Antonio Martins | Outras Palavras | Vídeo: Gabriela
Leite | Imagem: Adel Bentounsi
O fato da segunda-feira foi o
general na Defesa. Pela primeira vez, desde que criado o ministério, seu
titular será um militar – o pacato Joaquim Silva e Luna. Porém, este assume na
condição de interino. Especula-se que “guarda lugar” para o verdadeiro
escolhido de Temer: o sinistro Sérgio Etchegoyen, que trama de modo semi-aberto
por uma intervenção militar.
Mas o general na Defesa foi
apenas uma a mais, na sucessão frenética de “novidades” criadas por Michel
Temer desde o início da intervenção no Rio, que ontem completou dez dias. Na
sexta-feira (23/2), entrevistado por Datena, o presidente disparava,
bombástico: “Se houver necessídade, os militares devem partir para o
confronto”. E ainda ontem convocava, para a próxima quinta, uma incomum
“reunião com todos os governadores, para falar sobre segurança públia”.
A hiperatividade de Temer pode
ser útil para algo. A intervenção de 17 de fevereiro sacudiu o cenário
nacional. O espetáculo da Segurança passou a atrair quase todas as atenções.
Mas os contornos exatos da mudança ainda permanecem nebulosos. Quem
protagonizou o ato? O governo? Os militares? As forças interessadas em fazer
decolar a candidatura Alckmin? A Rede Globo? Qual o papel da mídia? Agora
surge, na insistência obsessiva do presidente, um fio para desenrolar a meada.
Parece cada vez mais claro que o
próprio Temer é o centro da armação em curso. Antes do 17 de fevereiro, uma
sexta-feira, ele era um presidente enfraquecido, quase sem chances de aprovar
no Congresso a contrarreforma da Previdência. No Congresso, os deputados e
senadores em busca de um novo mandato procuravam mostrar distância. No
Carnaval, haviam se multiplicado os gritos de “Fora” e repercutia intensamente
o desfile da Unidos de Tuiuti, em que o presidente aparecera como o grande
vampiro. Cresciam propostas como a dos Referendos Revogatórios, para submeter
ao julgamento popular o núcleo de sua agenda de governo. E avolumavam-se os
sinais de que a partir de 1º de janeiro tanto o presidente quanto seus
principais assessores, já sem privilégio de foro especial, enfrentarão juízes
de primeira instância, em casos tão bizarros quanto o das malas de dinheiro
carregadas por um assessor presidencial, num bairro nobre de São Paulo.
Construída a partir da
quarta-feira de Cinzas, em reuniões no Palácio da Alvorada da qual participaram
apenas os assessores mais íntimos de Temer, a intervenção mudou o jogo. O
presidente voltou ao centro do palco político. Alardeia, aos candidatos
conservadores à Presidência, que seu apoio será decisivo. Alimenta especulações
esdrúxulas, segundo as quais ele mesmo poderia candidatar-se. Mas condenou a si
mesmo a uma eterna fuga para a frente; a uma corrida infinita contra a luz do
sol. No momento em se apagarem as luzes do espetáculo da Segurança, em que o
país voltar a debater a agenda de retrocessos pós-2016 e as alternativas, ele
se reduzirá à própria pequenez e vulnerabilidade.

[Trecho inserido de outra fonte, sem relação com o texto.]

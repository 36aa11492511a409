use std::{collections::HashMap, hash::Hash};

/// Handler tiers. Higher tiers run first; `Editor` is the engine's own
/// native behavior and runs last.
#[derive(Clone, Copy, Debug, PartialEq, Eq, PartialOrd, Ord, Hash)]
pub enum CommandPriority {
    Editor,
    Low,
    Normal,
    High,
    Critical,
}

#[derive(Clone, Copy, Debug, PartialEq, Eq, Hash)]
pub struct Registration(u64);

#[derive(Debug)]
struct Entry<H> {
    id: Registration,
    priority: CommandPriority,
    handler: H,
}

/// Priority-ordered registry of handlers per command. The bus only orders;
/// the owner runs the handlers and stops at the first one that returns true.
#[derive(Debug)]
pub struct CommandBus<K, H> {
    entries: HashMap<K, Vec<Entry<H>>>,
    next_id: u64,
}

impl<K, H> Default for CommandBus<K, H> {
    fn default() -> Self {
        Self {
            entries: HashMap::new(),
            next_id: 0,
        }
    }
}

impl<K: Eq + Hash + Copy, H: Clone> CommandBus<K, H> {
    pub fn new() -> Self {
        Self::default()
    }

    pub fn register(&mut self, command: K, priority: CommandPriority, handler: H) -> Registration {
        let id = Registration(self.next_id);
        self.next_id += 1;
        let entries = self.entries.entry(command).or_default();
        // Stable within a tier: earlier registrations run first.
        let position = entries
            .iter()
            .position(|entry| entry.priority < priority)
            .unwrap_or(entries.len());
        entries.insert(
            position,
            Entry {
                id,
                priority,
                handler,
            },
        );
        id
    }

    pub fn unregister(&mut self, registration: Registration) -> bool {
        let mut removed = false;
        for entries in self.entries.values_mut() {
            let before = entries.len();
            entries.retain(|entry| entry.id != registration);
            removed |= entries.len() != before;
        }
        removed
    }

    /// Handlers for `command` in the order they must run.
    pub fn handlers(&self, command: K) -> Vec<H> {
        self.entries
            .get(&command)
            .map(|entries| entries.iter().map(|entry| entry.handler.clone()).collect())
            .unwrap_or_default()
    }

    pub fn is_registered(&self, command: K) -> bool {
        self.entries.get(&command).is_some_and(|entries| !entries.is_empty())
    }
}

#[cfg(test)]
mod tests {
    use super::*;

    #[test]
    fn higher_tiers_come_first_and_ties_keep_registration_order() {
        let mut bus: CommandBus<&str, &str> = CommandBus::new();
        bus.register("enter", CommandPriority::Editor, "native");
        bus.register("enter", CommandPriority::High, "escaper");
        bus.register("enter", CommandPriority::Normal, "single-line");
        bus.register("enter", CommandPriority::High, "prompt");

        assert_eq!(
            bus.handlers("enter"),
            vec!["escaper", "prompt", "single-line", "native"]
        );
    }

    #[test]
    fn unregister_removes_only_that_handler() {
        let mut bus: CommandBus<&str, &str> = CommandBus::new();
        let prompt = bus.register("tab", CommandPriority::High, "prompt");
        bus.register("tab", CommandPriority::Normal, "indent");

        assert!(bus.unregister(prompt));
        assert!(!bus.unregister(prompt));
        assert_eq!(bus.handlers("tab"), vec!["indent"]);
    }
}
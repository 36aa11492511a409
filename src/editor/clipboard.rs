//! Paste: URLs become links, plain text is read as Markdown, files upload.

use tracing::warn;
use url::Url;

use super::contents::insert_parsed;
use super::query::is_inside_code;
use super::{Commands, CommandPayload, Editor, EditorCommand, register_handler};
use crate::convert;
use crate::engine::{CommandPriority, UploadFile};
use crate::error::Result;

/// What the host found on the clipboard.
#[derive(Clone, Debug, Default, PartialEq)]
pub struct ClipboardData {
    pub text: Option<String>,
    /// Set when the source also offered a URI list next to the text.
    pub uri_list: Option<String>,
    pub html: Option<String>,
    pub files: Vec<UploadFile>,
}

impl ClipboardData {
    pub fn text(text: impl Into<String>) -> Self {
        Self {
            text: Some(text.into()),
            ..Self::default()
        }
    }

    pub fn html(html: impl Into<String>, text: impl Into<String>) -> Self {
        Self {
            text: Some(text.into()),
            html: Some(html.into()),
            ..Self::default()
        }
    }

    pub fn files(files: Vec<UploadFile>) -> Self {
        Self {
            files,
            ..Self::default()
        }
    }

    /// Plain text alone, optionally paired with a URI list.
    pub fn is_plain_text(&self) -> bool {
        self.text.is_some() && self.html.is_none() && self.files.is_empty()
    }
}

#[derive(Clone, Copy, Debug, Default, PartialEq, Eq)]
pub struct ScrollPosition {
    pub top: usize,
    pub left: usize,
}

fn as_url(text: &str) -> Option<&str> {
    let text = text.trim();
    if text.is_empty() || text.contains(char::is_whitespace) {
        return None;
    }
    Url::parse(text).ok().map(|_| text)
}

impl Editor {
    /// Reads `source` as Markdown and inserts it at a range selection.
    pub fn insert_markdown(&mut self, source: &str) -> Result<()> {
        self.update(|tx| {
            if tx.range().is_none() {
                return Ok(());
            }
            let nodes = convert::markdown_to_nodes(tx.tree, source)?;
            insert_parsed(tx, nodes)
        })
    }

    fn paste_url(&mut self, url: &str) -> Result<()> {
        if self.has_selected_text() {
            self.create_link_with_selected_text(url)?;
            return Ok(());
        }
        if let Some(link) = self.create_link(url)? {
            self.notify_link_inserted(link, url)?;
        }
        Ok(())
    }

    fn handle_paste(&mut self, data: &ClipboardData) -> Result<bool> {
        if let Some(text) = data.text.as_deref().filter(|_| data.is_plain_text()) {
            let in_code = self
                .state()
                .range()
                .is_some_and(|range| is_inside_code(self.tree(), range.anchor.key));
            if in_code {
                return Ok(false);
            }
            match as_url(text) {
                Some(url) => self.paste_url(url)?,
                None => self.insert_markdown(text)?,
            }
            return Ok(true);
        }

        if data.files.is_empty() || data.html.is_some() {
            return Ok(false);
        }
        if !self.config.attachments {
            warn!(files = data.files.len(), "this editor does not accept attachments");
            return Ok(false);
        }
        let scroll = self.scroll;
        self.upload_files(data.files.clone())?;
        self.scroll_restore = Some(scroll);
        Ok(true)
    }
}

/// Paste when no handler above claimed it: markup as markup, text line by
/// line.
pub(super) fn paste_natively(editor: &mut Editor, data: &ClipboardData) -> Result<bool> {
    if let Some(html) = &data.html {
        editor.insert_markup(html)?;
        return Ok(true);
    }
    let Some(text) = &data.text else {
        return Ok(false);
    };
    editor.update(|tx| {
        let in_code = tx.anchor_node().is_some_and(|anchor| is_inside_code(tx.tree, anchor));
        for (index, line) in text.split('\n').enumerate() {
            if index > 0 {
                if in_code {
                    tx.insert_line_break()?;
                } else {
                    tx.insert_paragraph()?;
                }
            }
            tx.insert_text(line.trim_end_matches('\r'))?;
        }
        Ok(())
    })?;
    Ok(true)
}

pub(super) fn register(bus: &mut Commands) {
    register_handler(bus, EditorCommand::Paste, CommandPriority::Low, |editor, payload| {
        match payload {
            CommandPayload::Clipboard(data) => editor.handle_paste(data),
            _ => Ok(false),
        }
    });
}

Por isso, Temer e sua camarilha
serão, enquanto tiverem poder, um pesadelo permanente. Sua salvação está em
tumultuar o cenário; em evitar a todo custo que o país retorne ao debate dos
temas relavantes; em provocar, se possível, uma quebra da ordem institucional –
único caminho para livrar da cadeia o presidente e seus assessores mais
próximos. Aqui, é preciso considerar sem fantasias um segundo ator: os
militares.
* * *
Falta substância ao discurso que
vê, genericamente, uma ação do exército por trás da intervenção no Rio. Muito
ao contrário de 1964, as forças armadas não têm exercido protagonismo na vida
política, nem construíram um discurso único sobre o país. O comandante do
exército, general Eduardo Villas Bôas, é um crítico corajoso da interferência
dos soldados em assuntos de Segurança Pública. Em audiência no Senado, em junho
do ano passado, ele afirmou, sobre as operações anteriores (e mais limitadas)

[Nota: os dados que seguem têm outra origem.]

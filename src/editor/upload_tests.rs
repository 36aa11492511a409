use std::cell::RefCell;

use super::*;

use crate::config::EditorConfig;
use crate::engine::{Attachment, DecoratorNode, NodeData, PendingUpload, UploadId, UploadStatus};

#[derive(Clone, Default)]
struct RecordingTransport {
    requests: Rc<RefCell<Vec<UploadRequest>>>,
}

impl UploadTransport for RecordingTransport {
    fn start(&mut self, request: UploadRequest, _events: mpsc::UnboundedSender<UploadEvent>) {
        self.requests.borrow_mut().push(request);
    }
}

struct Rejecting;

impl EditorListener for Rejecting {
    fn file_accept(&mut self, file: &UploadFile) -> FileDecision {
        if file.content_type == "application/x-msdownload" {
            FileDecision::Reject
        } else {
            FileDecision::Accept
        }
    }
}

fn decorators(editor: &Editor) -> Vec<DecoratorNode> {
    let tree = editor.tree();
    tree.document_order()
        .into_iter()
        .filter_map(|key| match tree.data(key) {
            Some(NodeData::Decorator(decorator)) => Some(decorator.clone()),
            _ => None,
        })
        .collect()
}

fn pending(editor: &Editor) -> PendingUpload {
    decorators(editor)
        .into_iter()
        .find_map(|decorator| match decorator {
            DecoratorNode::Upload(upload) => Some(upload),
            _ => None,
        })
        .unwrap()
}

fn attachment(editor: &Editor) -> Attachment {
    decorators(editor)
        .into_iter()
        .find_map(|decorator| match decorator {
            DecoratorNode::Attachment(attachment) => Some(attachment),
            _ => None,
        })
        .unwrap()
}

fn blob(filename: &str, content_type: &str) -> UploadedBlob {
    UploadedBlob {
        signed_id: "sig".to_string(),
        attachable_sgid: Some("gid-blob".to_string()),
        filename: filename.to_string(),
        content_type: content_type.to_string(),
        byte_size: 3,
        ..UploadedBlob::default()
    }
}

#[test]
fn the_transport_receives_the_file_and_upload_url() {
    let transport = RecordingTransport::default();
    let config = EditorConfig::default().with_direct_upload_url("/uploads");
    let mut editor = Editor::new(config);
    editor.set_upload_transport(Box::new(transport.clone()));

    let id = editor
        .upload_file(UploadFile::new("notes.txt", "text/plain", b"abc".to_vec()))
        .unwrap();

    assert_eq!(id, Some(UploadId(1)));
    let requests = transport.requests.borrow();
    assert_eq!(requests.len(), 1);
    assert_eq!(requests[0].file.name, "notes.txt");
    assert_eq!(requests[0].url.as_deref(), Some("/uploads"));
    assert_eq!(pending(&editor).status, UploadStatus::Uploading);
}

#[test]
fn progress_events_update_the_pending_node() {
    let mut editor = Editor::new(EditorConfig::default());
    let id = editor
        .upload_file(UploadFile::new("a.png", "image/png", vec![0; 4]))
        .unwrap()
        .unwrap();

    editor
        .upload_event_sender()
        .send(UploadEvent::Progress { id, loaded: 50, total: 200 })
        .unwrap();

    assert_eq!(editor.process_upload_events().unwrap(), 1);
    assert_eq!(pending(&editor).progress, 25);
    assert_eq!(editor.process_upload_events().unwrap(), 0);
}

#[test]
fn finished_files_use_the_templated_blob_path() {
    let mut editor = Editor::new(EditorConfig::default());
    let id = editor
        .upload_file(UploadFile::new("report final.pdf", "application/pdf", vec![1, 2, 3]))
        .unwrap()
        .unwrap();

    editor
        .apply_upload_event(UploadEvent::Completed {
            id,
            blob: blob("report final.pdf", "application/pdf"),
        })
        .unwrap();

    let attachment = attachment(&editor);
    assert_eq!(
        attachment.src.as_deref(),
        Some("/rails/active_storage/blobs/sig/report%20final.pdf")
    );
    assert_eq!(attachment.sgid.as_deref(), Some("gid-blob"));
    assert!(!attachment.previewable);
    assert!(decorators(&editor)
        .iter()
        .all(|decorator| !matches!(decorator, DecoratorNode::Upload(_))));
}

#[test]
fn finished_images_point_at_the_blob_url() {
    let mut editor = Editor::new(EditorConfig::default());
    let id = editor
        .upload_file(UploadFile::new("a.png", "image/png", vec![1]))
        .unwrap()
        .unwrap();

    let mut image = blob("a.png", "image/png");
    image.url = Some("https://cdn.example.com/a.png".to_string());
    editor
        .apply_upload_event(UploadEvent::Completed { id, blob: image })
        .unwrap();

    let attachment = attachment(&editor);
    assert_eq!(attachment.src.as_deref(), Some("https://cdn.example.com/a.png"));
    assert!(attachment.previewable);
}

#[test]
fn failures_are_shown_in_place() {
    let mut editor = Editor::new(EditorConfig::default());
    let id = editor
        .upload_file(UploadFile::new("a.png", "image/png", vec![1]))
        .unwrap()
        .unwrap();

    editor
        .apply_upload_event(UploadEvent::Failed {
            id,
            message: "connection reset".to_string(),
        })
        .unwrap();

    assert_eq!(
        pending(&editor).status,
        UploadStatus::Failed {
            message: "Error uploading a.png".to_string()
        }
    );
}

#[test]
fn rejected_files_never_reach_the_document() {
    let transport = RecordingTransport::default();
    let mut editor = Editor::new(EditorConfig::default());
    editor.set_listener(Box::new(Rejecting));
    editor.set_upload_transport(Box::new(transport.clone()));

    let id = editor
        .upload_file(UploadFile::new("setup.exe", "application/x-msdownload", vec![1]))
        .unwrap();

    assert_eq!(id, None);
    assert!(decorators(&editor).is_empty());
    assert!(transport.requests.borrow().is_empty());
}

#[test]
fn uploads_are_refused_without_attachments() {
    let mut editor = Editor::new(EditorConfig::default().with_attachments(false));

    let ids = editor
        .upload_files(vec![UploadFile::new("a.png", "image/png", vec![1])])
        .unwrap();

    assert!(ids.is_empty());
    assert!(decorators(&editor).is_empty());
}

#[test]
fn events_for_removed_uploads_are_dropped() {
    let mut editor = Editor::new(EditorConfig::default());
    let version = editor.version();

    editor
        .apply_upload_event(UploadEvent::Progress {
            id: UploadId(99),
            loaded: 1,
            total: 2,
        })
        .unwrap();

    assert_eq!(editor.version(), version);
}

#[test]
fn the_returned_blob_decides_previews_and_dimensions() {
    let mut editor = Editor::new(EditorConfig::default());
    let id = editor
        .upload_file(UploadFile::new("scan.png", "image/png", vec![1]))
        .unwrap()
        .unwrap();

    let mut converted = blob("scan.pdf", "application/pdf");
    converted.url = Some("https://cdn.example.com/scan.pdf".to_string());
    converted.width = Some(640);
    converted.height = Some(480);
    editor
        .apply_upload_event(UploadEvent::Completed { id, blob: converted })
        .unwrap();

    let attachment = attachment(&editor);
    assert!(!attachment.previewable);
    assert_eq!(attachment.width, None);
    assert_eq!(attachment.height, None);
    assert_eq!(
        attachment.src.as_deref(),
        Some("/rails/active_storage/blobs/sig/scan.pdf")
    );
}

#[test]
fn image_blobs_keep_their_dimensions() {
    let mut editor = Editor::new(EditorConfig::default());
    let id = editor
        .upload_file(UploadFile::new("a.png", "image/png", vec![1]))
        .unwrap()
        .unwrap();

    let mut image = blob("a.png", "image/png");
    image.width = Some(32);
    image.height = Some(16);
    editor
        .apply_upload_event(UploadEvent::Completed { id, blob: image })
        .unwrap();

    let attachment = attachment(&editor);
    assert_eq!((attachment.width, attachment.height), (Some(32), Some(16)));
}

de Garantia da Lei e da Ordem, no completo do Alemão: “Não gostamos deste tipo
de emprego (…) Estamos apontando uma arma para a população brasileira. Estamos
numa sociedade doente”.
Mas é exatamente a falta de
comando único nas Forças Armadas que dá ao governo Temer espaço para flertar
com o pior – em particular, pelo general Sérgio Etchegoyen. Oriundo de uma
família de militares, filho e neto de generais ligados à conspiração contra
Getúlio Vargas, à “linha dura” do regime de 1964, e à repressão às greves do
ABC, ele não se tornou uma exceção, em meio a sua linhagem. Conspirou com Temer
desde antes do golpe, como mostra uma série de reportagens do jornalista Luís
Nassif. Foi recompensado com a nomeação para o Gabinete de Segurança Institucional
da Presidência, de onde comanda a Agência Brasileira de Inteligência (Abin).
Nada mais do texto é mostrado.